Below are the records; how many of their lines contain "rowspan"? Reply only with that figure.
(DATA EXTRACTS Opens)
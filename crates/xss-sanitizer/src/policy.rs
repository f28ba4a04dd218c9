//! Tag allowlist consulted by the [`MarkupFilter`](crate::markup::MarkupFilter).

use std::collections::{BTreeMap, BTreeSet};
use std::sync::{Arc, LazyLock};

use serde::{Deserialize, Serialize};

/// Mapping from tag name to the attribute names permitted on it.
///
/// Tag and attribute names are stored lowercased, so every lookup is
/// case-insensitive.  An empty attribute set allows the tag without any
/// attributes.
#[derive(Debug, Clone, PartialEq, Eq, Serialize, Deserialize)]
#[serde(from = "BTreeMap<String, Vec<String>>", into = "BTreeMap<String, Vec<String>>")]
pub struct TagPolicy {
    tags: BTreeMap<String, BTreeSet<String>>,
}

/// Tags and attributes allowed by [`TagPolicy::default`].
const DEFAULT_TAGS: &[(&str, &[&str])] = &[
    ("a", &["href", "title", "target", "rel"]),
    ("p", &["class"]),
    ("br", &[]),
    ("em", &[]),
    ("strong", &[]),
    ("ul", &["class"]),
    ("ol", &["class"]),
    ("li", &["class"]),
    ("h1", &["class"]),
    ("h2", &["class"]),
    ("h3", &["class"]),
    ("h4", &["class"]),
    ("h5", &["class"]),
    ("h6", &["class"]),
    ("blockquote", &["cite"]),
    ("code", &[]),
    ("pre", &[]),
    ("div", &["class", "id"]),
    ("span", &["class"]),
    ("img", &["src", "alt", "title", "width", "height", "class"]),
    ("table", &["class", "width"]),
    ("tr", &["class"]),
    ("td", &["class", "colspan", "rowspan"]),
    ("th", &["class", "colspan", "rowspan", "scope"]),
    ("thead", &[]),
    ("tbody", &[]),
    ("tfoot", &[]),
];

static SHARED_DEFAULT: LazyLock<Arc<TagPolicy>> = LazyLock::new(|| Arc::new(TagPolicy::default()));

impl TagPolicy {
    /// A policy that allows no tags at all.
    pub fn empty() -> Self {
        Self {
            tags: BTreeMap::new(),
        }
    }

    /// The process-wide default policy, built once and shared.
    pub fn shared_default() -> Arc<Self> {
        Arc::clone(&SHARED_DEFAULT)
    }

    /// Builder-style helper: allow `tag` with exactly `attributes`.
    pub fn allow<I, S>(mut self, tag: &str, attributes: I) -> Self
    where
        I: IntoIterator<Item = S>,
        S: AsRef<str>,
    {
        self.tags.insert(
            tag.to_ascii_lowercase(),
            attributes
                .into_iter()
                .map(|a| a.as_ref().to_ascii_lowercase())
                .collect(),
        );
        self
    }

    pub fn allows_tag(&self, tag: &str) -> bool {
        self.tags.contains_key(&tag.to_ascii_lowercase())
    }

    pub fn allows_attribute(&self, tag: &str, attribute: &str) -> bool {
        self.tags
            .get(&tag.to_ascii_lowercase())
            .is_some_and(|attrs| attrs.contains(&attribute.to_ascii_lowercase()))
    }

    /// Permitted attributes for `tag`, or `None` when the tag is not allowed.
    pub fn attributes(&self, tag: &str) -> Option<&BTreeSet<String>> {
        self.tags.get(&tag.to_ascii_lowercase())
    }

    /// Iterate over `(tag, attributes)` pairs in tag-name order.
    pub fn iter(&self) -> impl Iterator<Item = (&str, &BTreeSet<String>)> {
        self.tags.iter().map(|(tag, attrs)| (tag.as_str(), attrs))
    }

    pub fn len(&self) -> usize {
        self.tags.len()
    }

    pub fn is_empty(&self) -> bool {
        self.tags.is_empty()
    }
}

impl Default for TagPolicy {
    fn default() -> Self {
        DEFAULT_TAGS
            .iter()
            .fold(Self::empty(), |policy, (tag, attrs)| policy.allow(tag, attrs.iter()))
    }
}

impl From<BTreeMap<String, Vec<String>>> for TagPolicy {
    fn from(map: BTreeMap<String, Vec<String>>) -> Self {
        map.into_iter()
            .fold(Self::empty(), |policy, (tag, attrs)| policy.allow(&tag, attrs))
    }
}

impl From<TagPolicy> for BTreeMap<String, Vec<String>> {
    fn from(policy: TagPolicy) -> Self {
        policy
            .tags
            .into_iter()
            .map(|(tag, attrs)| (tag, attrs.into_iter().collect()))
            .collect()
    }
}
(DATA EXTRACTS Closes)
SOLVED EXERCISE —
2